The creation of the new workspace was pretty straighful.
$ mkdir titanic && cd titanic
# Download the train.csv and rename as titanic.csv
$ tb create
$ tb create --data titanic.csv
$ tb login
$ tb --cloud deploy
Well!!! I have a mispelling on titanic and create my datasource as titanict, in order to fix it I have to allow a destructive deploy
$ tb --cloud deploy --allow-destructive-operations
$ tb --cloud datasource append titanic --file fixtures/titanic.csv
With that corrected, my workspace was ready, and I could set up the MCP and start querying.

I hadn’t used Claude before, so this was a new experience. After configuring it:
$ code ~/.config/Claude/claude_desktop_config.json
I started playing around.

Unfortunately, I ran into problems. Of all the times to write a blog post, I chose one where the Claude MCP tools were failing!

./Interlude: Troubleshooting
After a few more unsuccessful attempts, I started looking for alternatives. I noticed mcp-tinybird was still running on my machine.

I decided to ask Copilot (in Agent mode with Claude Sonnet 4) to check for locally running MCP servers.

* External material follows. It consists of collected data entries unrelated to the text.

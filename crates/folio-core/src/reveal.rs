//! One-shot reveal tracking and stat count-up animations.

use std::collections::BTreeSet;
use std::time::Instant;

use crate::constants::{COUNT_UP_STEPS, COUNT_UP_STEP_INTERVAL};

/// Set of section ids that have been revealed at least once.
///
/// Membership is monotonic: sections are only ever added, so scrolling
/// an element back out of the viewport never un-reveals it.
#[derive(Debug, Clone, Default)]
pub struct RevealRegistry {
    revealed: BTreeSet<String>,
}

impl RevealRegistry {
    /// Create an empty registry.
    #[must_use]
    pub fn new() -> Self {
        Self::default()
    }

    /// Mark a section as revealed. Returns true only on the first call
    /// for that section; repeats are idempotent.
    pub fn reveal(&mut self, id: &str) -> bool {
        self.revealed.insert(id.to_string())
    }

    /// Whether a section has been revealed.
    #[must_use]
    pub fn is_revealed(&self, id: &str) -> bool {
        self.revealed.contains(id)
    }

    /// Number of revealed sections.
    #[must_use]
    pub fn len(&self) -> usize {
        self.revealed.len()
    }

    /// Whether nothing has been revealed yet.
    #[must_use]
    pub fn is_empty(&self) -> bool {
        self.revealed.is_empty()
    }
}

/// Animation phase of a stat counter.
#[derive(Debug, Clone, Copy, PartialEq, Eq)]
pub enum CounterPhase {
    /// Not started; displays 0.
    Idle,
    /// Counting up toward the target.
    Running,
    /// Finished; displays exactly the target.
    Done,
}

/// A count-up animation from 0 to a fixed target in equal steps.
///
/// The displayed value is derived from the step index rather than
/// accumulated, so it is monotonically non-decreasing, never exceeds
/// the target, and lands exactly on it at the final step.
#[derive(Debug, Clone)]
pub struct StatCounter {
    target: u64,
    step: u32,
    phase: CounterPhase,
    next_step_at: Option<Instant>,
}

impl StatCounter {
    /// Create an idle counter for the given target.
    #[must_use]
    pub fn new(target: u64) -> Self {
        Self {
            target,
            step: 0,
            phase: CounterPhase::Idle,
            next_step_at: None,
        }
    }

    /// The target value.
    #[must_use]
    pub fn target(&self) -> u64 {
        self.target
    }

    /// Current animation phase.
    #[must_use]
    pub fn phase(&self) -> CounterPhase {
        self.phase
    }

    /// Start the animation. No-op unless the counter is idle.
    pub fn start(&mut self, now: Instant) {
        if self.phase != CounterPhase::Idle {
            return;
        }
        if self.target == 0 {
            self.phase = CounterPhase::Done;
            return;
        }
        self.phase = CounterPhase::Running;
        self.next_step_at = Some(now + COUNT_UP_STEP_INTERVAL);
    }

    /// Advance the animation. Catches up several steps if the caller
    /// ticked late. Returns true if the displayed value changed.
    pub fn tick(&mut self, now: Instant) -> bool {
        if self.phase != CounterPhase::Running {
            return false;
        }
        let mut changed = false;
        while let Some(deadline) = self.next_step_at {
            if now < deadline {
                break;
            }
            self.step += 1;
            changed = true;
            if self.step >= COUNT_UP_STEPS {
                self.phase = CounterPhase::Done;
                self.next_step_at = None;
            } else {
                self.next_step_at = Some(deadline + COUNT_UP_STEP_INTERVAL);
            }
        }
        changed
    }

    /// Jump straight to the final value.
    pub fn skip_to_end(&mut self) {
        self.step = COUNT_UP_STEPS;
        self.phase = CounterPhase::Done;
        self.next_step_at = None;
    }

    /// Displayed value at the current step: `target * step / steps`,
    /// widened so large targets cannot overflow.
    #[must_use]
    pub fn current(&self) -> u64 {
        if self.phase == CounterPhase::Done {
            return self.target;
        }
        let value =
            u128::from(self.target) * u128::from(self.step) / u128::from(COUNT_UP_STEPS);
        // value <= target <= u64::MAX, so the narrowing cannot fail
        u64::try_from(value).unwrap_or(self.target)
    }
}

#[cfg(test)]
mod tests {
    use super::*;
    use std::time::Duration;

    #[test]
    fn reveal_is_idempotent_and_monotonic() {
        let mut registry = RevealRegistry::new();
        assert!(registry.reveal("about"));
        assert!(!registry.reveal("about"));
        assert!(registry.is_revealed("about"));
        assert_eq!(registry.len(), 1);
    }

    #[test]
    fn unrevealed_section_reports_false() {
        let registry = RevealRegistry::new();
        assert!(!registry.is_revealed("skills"));
        assert!(registry.is_empty());
    }

    #[test]
    fn counter_idle_displays_zero() {
        let counter = StatCounter::new(120);
        assert_eq!(counter.current(), 0);
        assert_eq!(counter.phase(), CounterPhase::Idle);
    }

    #[test]
    fn counter_reaches_target_exactly_after_all_steps() {
        let t0 = Instant::now();
        let mut counter = StatCounter::new(120);
        counter.start(t0);

        let mut now = t0;
        for _ in 0..COUNT_UP_STEPS {
            now += COUNT_UP_STEP_INTERVAL;
            counter.tick(now);
        }
        assert_eq!(counter.current(), 120);
        assert_eq!(counter.phase(), CounterPhase::Done);
    }

    #[test]
    fn counter_is_monotone_and_never_exceeds_target() {
        let t0 = Instant::now();
        let mut counter = StatCounter::new(7);
        counter.start(t0);

        let mut now = t0;
        let mut previous = 0;
        while counter.phase() == CounterPhase::Running {
            now += COUNT_UP_STEP_INTERVAL;
            counter.tick(now);
            let value = counter.current();
            assert!(value >= previous);
            assert!(value <= 7);
            previous = value;
        }
        assert_eq!(counter.current(), 7);
    }

    #[test]
    fn counter_catches_up_after_a_late_tick() {
        let t0 = Instant::now();
        let mut counter = StatCounter::new(1000);
        counter.start(t0);

        // One tick long after all deadlines have passed.
        counter.tick(t0 + COUNT_UP_STEP_INTERVAL * (COUNT_UP_STEPS + 10));
        assert_eq!(counter.phase(), CounterPhase::Done);
        assert_eq!(counter.current(), 1000);
    }

    #[test]
    fn zero_target_completes_immediately() {
        let mut counter = StatCounter::new(0);
        counter.start(Instant::now());
        assert_eq!(counter.phase(), CounterPhase::Done);
        assert_eq!(counter.current(), 0);
    }

    #[test]
    fn start_is_one_shot() {
        let t0 = Instant::now();
        let mut counter = StatCounter::new(50);
        counter.start(t0);
        counter.skip_to_end();
        // A second start must not restart the animation.
        counter.start(t0 + Duration::from_secs(1));
        assert_eq!(counter.phase(), CounterPhase::Done);
        assert_eq!(counter.current(), 50);
    }

    #[test]
    fn skip_to_end_lands_on_target() {
        let mut counter = StatCounter::new(860);
        counter.start(Instant::now());
        counter.skip_to_end();
        assert_eq!(counter.current(), 860);
    }

    #[test]
    fn large_target_does_not_overflow() {
        let t0 = Instant::now();
        let mut counter = StatCounter::new(u64::MAX);
        counter.start(t0);
        counter.tick(t0 + COUNT_UP_STEP_INTERVAL);
        assert!(counter.current() <= u64::MAX);
        counter.skip_to_end();
        assert_eq!(counter.current(), u64::MAX);
    }
}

It detected the Tinybird MCP server, but couldn’t communicate with it. So, I fetched the Tinybird MCP documentation.

This time, Copilot successfully generated a Python script to list the MCP capabilities.

However, when I asked for the rows of my titanic datasource, it failed to communicate with the MCP server and resorted to using the Tinybird API instead.

./Conclusion
Not a complete win this time. However, while I was trying these workarounds, the Claude MCP tool issue seemed to resolve itself. I was then able to chat with my titanic datasource and get some interesting results!


It seems the MCP journey can be a bit bumpy, but the destination is worth it!